I’ve observed over the years that judgment triggers a cascade of emotions which impair the capacity for reason. Anger, resentment or the desire to avenge the wrong often surge forth when the door is opened by judgment. Once flowing, they can be terribly difficult to subdue.

The Mayo Clinic offered a fresh perspective on this matter in the lifestyle section of their website. While I’m not sure that the Greek and Roman philosophers (with their distrust of feeling) would agree with the Mayo Clinic’s emphasis on compassion, the power of forgiveness is hard to dismiss, even to the most hardened intellectual.

You do not need to define yourself by the hurts you’ve suffered along the way. To do so is to fail to keep in mind Marcus Aurelius’ sage counsel on the matter. Remember, people judge themselves, so don’t let your surprise or disappointment lead you by the nose into judgment!

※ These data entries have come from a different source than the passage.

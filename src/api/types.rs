use std::fmt;
use std::str::FromStr;

use axum::extract::rejection::JsonRejection;
use axum::Json;
use serde::Serialize;
use serde_json::{Map, Value};
use tracing::debug;

use crate::error::ApiError;
use crate::prompts::PromptKind;

#[derive(Debug, Clone, Copy, PartialEq, Eq)]
pub enum Action {
    Reduce,
    Elaborate,
}

impl Action {
    pub fn as_str(self) -> &'static str {
        match self {
            Action::Reduce => "reduce",
            Action::Elaborate => "elaborate",
        }
    }

    pub fn prompt_kind(self) -> PromptKind {
        match self {
            Action::Reduce => PromptKind::Reduce,
            Action::Elaborate => PromptKind::Elaborate,
        }
    }
}

impl fmt::Display for Action {
    fn fmt(&self, f: &mut fmt::Formatter<'_>) -> fmt::Result {
        f.write_str(self.as_str())
    }
}

impl FromStr for Action {
    type Err = ApiError;

    fn from_str(s: &str) -> Result<Self, Self::Err> {
        match s {
            "reduce" => Ok(Action::Reduce),
            "elaborate" => Ok(Action::Elaborate),
            _ => Err(ApiError::validation(
                "Invalid action. Use 'reduce' or 'elaborate'.",
            )),
        }
    }
}

/// Top-level fields of a JSON object body.
#[derive(Debug)]
pub struct BodyFields(Map<String, Value>);

impl BodyFields {
    pub fn from_payload(payload: Result<Json<Value>, JsonRejection>) -> Result<Self, ApiError> {
        let Json(value) = payload.map_err(|rejection| match rejection {
            JsonRejection::MissingJsonContentType(_) | JsonRejection::JsonSyntaxError(_) => {
                debug!(target = "api", reason = %rejection, "body is not JSON");
                ApiError::validation("Request must be JSON")
            }
            other => ApiError::Rejected {
                status: other.status(),
                message: other.body_text(),
            },
        })?;

        match value {
            Value::Object(map) => Ok(Self(map)),
            _ => Err(ApiError::validation("Request must be a JSON object")),
        }
    }

    /// Returns the listed fields that are absent, in the order given.
    pub fn missing<'a>(&self, required: &[&'a str]) -> Vec<&'a str> {
        required
            .iter()
            .copied()
            .filter(|field| !self.0.contains_key(*field))
            .collect()
    }

    pub fn string(&self, field: &str) -> Result<String, ApiError> {
        match self.0.get(field) {
            Some(Value::String(s)) => Ok(s.clone()),
            Some(_) => Err(ApiError::validation(format!(
                "Field '{field}' must be a string"
            ))),
            None => Err(ApiError::validation(format!("Missing '{field}' field"))),
        }
    }
}

/// Body of `/generate_post` and `/regenerate_post`.
#[derive(Debug)]
pub struct ContextRequest {
    pub context: String,
}

impl ContextRequest {
    pub fn from_fields(fields: &BodyFields) -> Result<Self, ApiError> {
        Ok(Self {
            context: fields.string("context")?,
        })
    }
}

/// Body of `/modify_post`.
#[derive(Debug)]
pub struct ModifyRequest {
    pub context: String,
    pub current_post: String,
    pub action: Action,
}

impl ModifyRequest {
    pub const REQUIRED: [&'static str; 3] = ["context", "current_post", "action"];

    pub fn from_fields(fields: &BodyFields) -> Result<Self, ApiError> {
        let missing = fields.missing(&Self::REQUIRED);
        if !missing.is_empty() {
            return Err(ApiError::validation(format!(
                "Missing fields: {}",
                missing.join(", ")
            )));
        }

        let context = fields.string("context")?;
        let current_post = fields.string("current_post")?;
        let action = fields.string("action")?.parse()?;

        Ok(Self {
            context,
            current_post,
            action,
        })
    }
}

#[derive(Debug, Serialize)]
pub struct PostResponse {
    pub post: String,
}

#[derive(Debug, Serialize)]
pub struct HealthResponse {
    pub status: &'static str,
}

#[derive(Debug, Serialize)]
pub struct StatusResponse {
    pub status: &'static str,
    pub ollama_available: bool,
    pub model: String,
    pub endpoints: Vec<&'static str>,
}
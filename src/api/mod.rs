use std::sync::Arc;

use axum::{
    extract::DefaultBodyLimit,
    routing::{get, post},
    Router,
};
use tower_http::cors::{Any, CorsLayer};

use crate::{inference::InferenceService, prompts::PromptLibrary};

pub mod handlers;
pub mod types;

pub const ENDPOINTS: [&str; 5] = [
    "/",
    "/health",
    "/generate_post",
    "/regenerate_post",
    "/modify_post",
];

#[derive(Clone)]
pub struct AppState {
    pub infer: Arc<InferenceService>,
    pub prompts: Arc<PromptLibrary>,
    pub model: Arc<str>,
}

pub fn router() -> Router<AppState> {
    Router::new()
        .route("/", get(handlers::status))
        .route("/health", get(handlers::health))
        .route("/generate_post", post(handlers::generate_post))
        .route("/regenerate_post", post(handlers::regenerate_post))
        .route("/modify_post", post(handlers::modify_post))
}

/// Full application: routes, CORS for any origin, shared state.
/// Posts and context have no length cap, so the body limit is off.
pub fn app(state: AppState) -> Router {
    router()
        .layer(DefaultBodyLimit::disable())
        .layer(
            CorsLayer::new()
                .allow_origin(Any)
                .allow_headers(Any)
                .allow_methods(Any),
        )
        .with_state(state)
}
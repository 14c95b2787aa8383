pub mod ollama;

use std::sync::Arc;
use std::time::Duration;

use async_trait::async_trait;
use thiserror::Error;
use tokio::sync::RwLock;
use tokio::time::{timeout, Instant};
use tracing::{info, warn};

pub use ollama::OllamaBackend;

/// Fixed prompt used to check that the backend answers at all.
pub const HEALTH_CHECK_PROMPT: &str = "Say hello in one word.";

#[derive(Debug, Error)]
pub enum GenerationError {
    #[error("failed to reach {url}: {message}")]
    Transport { url: String, message: String },

    #[error("backend returned HTTP {status}: {message}")]
    Status { status: u16, message: String },

    #[error("invalid backend response: {0}")]
    Decode(String),

    #[error("backend did not respond within {} seconds", .0.as_secs_f32())]
    Timeout(Duration),

    #[error("{0}")]
    Backend(String),
}

impl GenerationError {
    pub fn is_timeout(&self) -> bool {
        matches!(self, GenerationError::Timeout(_))
    }
}

/// A text-generation capability: one prompt in, one completion out.
#[async_trait]
pub trait TextBackend: Send + Sync {
    async fn invoke(&self, prompt: &str) -> Result<String, GenerationError>;
}

#[derive(Debug, Clone, PartialEq, Eq)]
pub enum Availability {
    Available,
    Unavailable(String),
}

impl Availability {
    pub fn is_available(&self) -> bool {
        matches!(self, Availability::Available)
    }
}

struct CheckRecord {
    checked_at: Instant,
    availability: Availability,
}

pub struct InferenceService {
    backend: Arc<dyn TextBackend>,
    call_timeout: Duration,
    availability_ttl: Duration,
    last_check: RwLock<Option<CheckRecord>>,
}

impl InferenceService {
    pub fn new(
        backend: Arc<dyn TextBackend>,
        call_timeout: Duration,
        availability_ttl: Duration,
    ) -> Self {
        Self {
            backend,
            call_timeout,
            availability_ttl,
            last_check: RwLock::new(None),
        }
    }

    /// Runs one generation, bounded by the configured timeout.
    pub async fn generate(&self, prompt: &str) -> Result<String, GenerationError> {
        let started = Instant::now();
        let result = self.invoke_bounded(prompt).await;

        match &result {
            Ok(_) => {
                info!(
                    target = "inference",
                    elapsed_secs = started.elapsed().as_secs_f64(),
                    "generated text"
                );
                self.remember(Availability::Available).await;
            }
            Err(_) => self.forget().await,
        }

        result
    }

    /// Reports whether the backend answers a trivial prompt.
    ///
    /// The outcome is reused for `availability_ttl`; a zero ttl checks every time.
    pub async fn availability(&self) -> Availability {
        if self.availability_ttl.is_zero() {
            return self.check().await;
        }

        if let Some(cached) = self.fresh(&*self.last_check.read().await) {
            return cached;
        }

        // Callers arriving while a check runs wait here and reuse its answer.
        let mut slot = self.last_check.write().await;
        if let Some(cached) = self.fresh(&slot) {
            return cached;
        }

        let availability = self.check().await;
        *slot = Some(CheckRecord {
            checked_at: Instant::now(),
            availability: availability.clone(),
        });
        availability
    }

    fn fresh(&self, record: &Option<CheckRecord>) -> Option<Availability> {
        record
            .as_ref()
            .filter(|r| r.checked_at.elapsed() < self.availability_ttl)
            .map(|r| r.availability.clone())
    }

    async fn check(&self) -> Availability {
        match self.invoke_bounded(HEALTH_CHECK_PROMPT).await {
            Ok(_) => Availability::Available,
            Err(err) => {
                warn!(target = "inference", error = %err, "availability check failed");
                Availability::Unavailable(err.to_string())
            }
        }
    }

    async fn invoke_bounded(&self, prompt: &str) -> Result<String, GenerationError> {
        match timeout(self.call_timeout, self.backend.invoke(prompt)).await {
            Ok(result) => result,
            Err(_) => Err(GenerationError::Timeout(self.call_timeout)),
        }
    }

    async fn remember(&self, availability: Availability) {
        if self.availability_ttl.is_zero() {
            return;
        }
        *self.last_check.write().await = Some(CheckRecord {
            checked_at: Instant::now(),
            availability,
        });
    }

    async fn forget(&self) {
        self.last_check.write().await.take();
    }
}
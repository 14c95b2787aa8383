use axum::{
    http::StatusCode,
    response::{IntoResponse, Response},
    Json,
};
use serde_json::json;
use thiserror::Error;
use tracing::{error, warn};

use crate::inference::GenerationError;

#[derive(Debug, Error)]
pub enum ApiError {
    #[error("{0}")]
    Validation(String),

    /// Body refused by the extractor for a reason other than bad JSON.
    #[error("{message}")]
    Rejected { status: StatusCode, message: String },

    #[error("Ollama service is not available: {0}")]
    BackendUnavailable(String),

    /// `activity` reads like "generating", "modifying".
    #[error("Error {activity} LinkedIn post: {source}")]
    Generation {
        activity: &'static str,
        #[source]
        source: GenerationError,
    },

    #[error("Error rendering prompt: {0}")]
    Template(#[from] minijinja::Error),
}

impl ApiError {
    pub fn validation(message: impl Into<String>) -> Self {
        Self::Validation(message.into())
    }

    pub fn status_code(&self) -> StatusCode {
        match self {
            ApiError::Validation(_) => StatusCode::BAD_REQUEST,
            ApiError::Rejected { status, .. } => *status,
            ApiError::Generation { source, .. } if source.is_timeout() => {
                StatusCode::GATEWAY_TIMEOUT
            }
            ApiError::BackendUnavailable(_)
            | ApiError::Generation { .. }
            | ApiError::Template(_) => StatusCode::INTERNAL_SERVER_ERROR,
        }
    }

    /// Records a failed request. Generation failures are left out, the
    /// handler already logged them with their request id.
    pub fn log(&self, route: &str) {
        let status = self.status_code().as_u16();
        match self {
            ApiError::Generation { .. } => {}
            _ if self.status_code().is_server_error() => {
                error!(target = "api", route, status, "{}", self);
            }
            _ => warn!(target = "api", route, status, "{}", self),
        }
    }
}

impl IntoResponse for ApiError {
    fn into_response(self) -> Response {
        let status = self.status_code();
        (status, Json(json!({ "error": self.to_string() }))).into_response()
    }
}
use std::sync::Arc;

use tokio::net::TcpListener;
use tracing::{info, warn};
use tracing_subscriber::{layer::SubscriberExt, util::SubscriberInitExt, EnvFilter};

use postforge::{
    api::{self, AppState},
    config::Settings,
    inference::{Availability, InferenceService, OllamaBackend},
    prompts::PromptLibrary,
};

#[tokio::main]
async fn main() -> anyhow::Result<()> {
    // -----------------------------
    // Config + logging
    // -----------------------------
    let settings = Settings::from_env()?;

    tracing_subscriber::registry()
        .with(EnvFilter::try_from_default_env().unwrap_or_else(|_| EnvFilter::new("info")))
        .with(tracing_subscriber::fmt::layer())
        .init();

    info!(
        model = %settings.model,
        backend = %settings.ollama_base_url,
        timeout_secs = settings.generation_timeout.as_secs(),
        availability_ttl_secs = settings.availability_ttl.as_secs(),
        "starting LinkedIn post generator API"
    );

    // -----------------------------
    // Shared state / Dependencies
    // -----------------------------
    let prompts = Arc::new(PromptLibrary::load(settings.prompt_dir.as_deref())?);
    let backend = Arc::new(OllamaBackend::new(
        &settings.ollama_base_url,
        settings.model.clone(),
    )?);
    let model = backend.model().to_string();
    let infer = Arc::new(InferenceService::new(
        backend,
        settings.generation_timeout,
        settings.availability_ttl,
    ));

    match infer.availability().await {
        Availability::Available => info!(%model, "Ollama is available"),
        Availability::Unavailable(cause) => {
            warn!(%cause, "Ollama service is not responding");
            warn!("1. Make sure Ollama is running with: ollama serve");
            warn!(
                "2. Make sure the model is available with: ollama pull {model}"
            );
            warn!("3. Check your system resources (RAM, disk space)");
        }
    }

    let state = AppState {
        infer,
        prompts,
        model: Arc::from(model),
    };

    // -----------------------------
    // Serve
    // -----------------------------
    let addr = settings.listen_addr();
    let listener = TcpListener::bind(addr).await?;
    info!("API is running at http://{addr}");

    axum::serve(listener, api::app(state).into_make_service()).await?;

    Ok(())
}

4 thoughts on “Keep in Mind

  1. David R

    I suppose it is one thing to discover the unkindness of the world initially, but perhaps it is another to continue to be dismayed without applying good sense and discretion. As the snake said to the bitten associate, “You knew I was a snake when you picked me up.” We seldom need to pick up snakes, and if we do, the right equipment is a good idea!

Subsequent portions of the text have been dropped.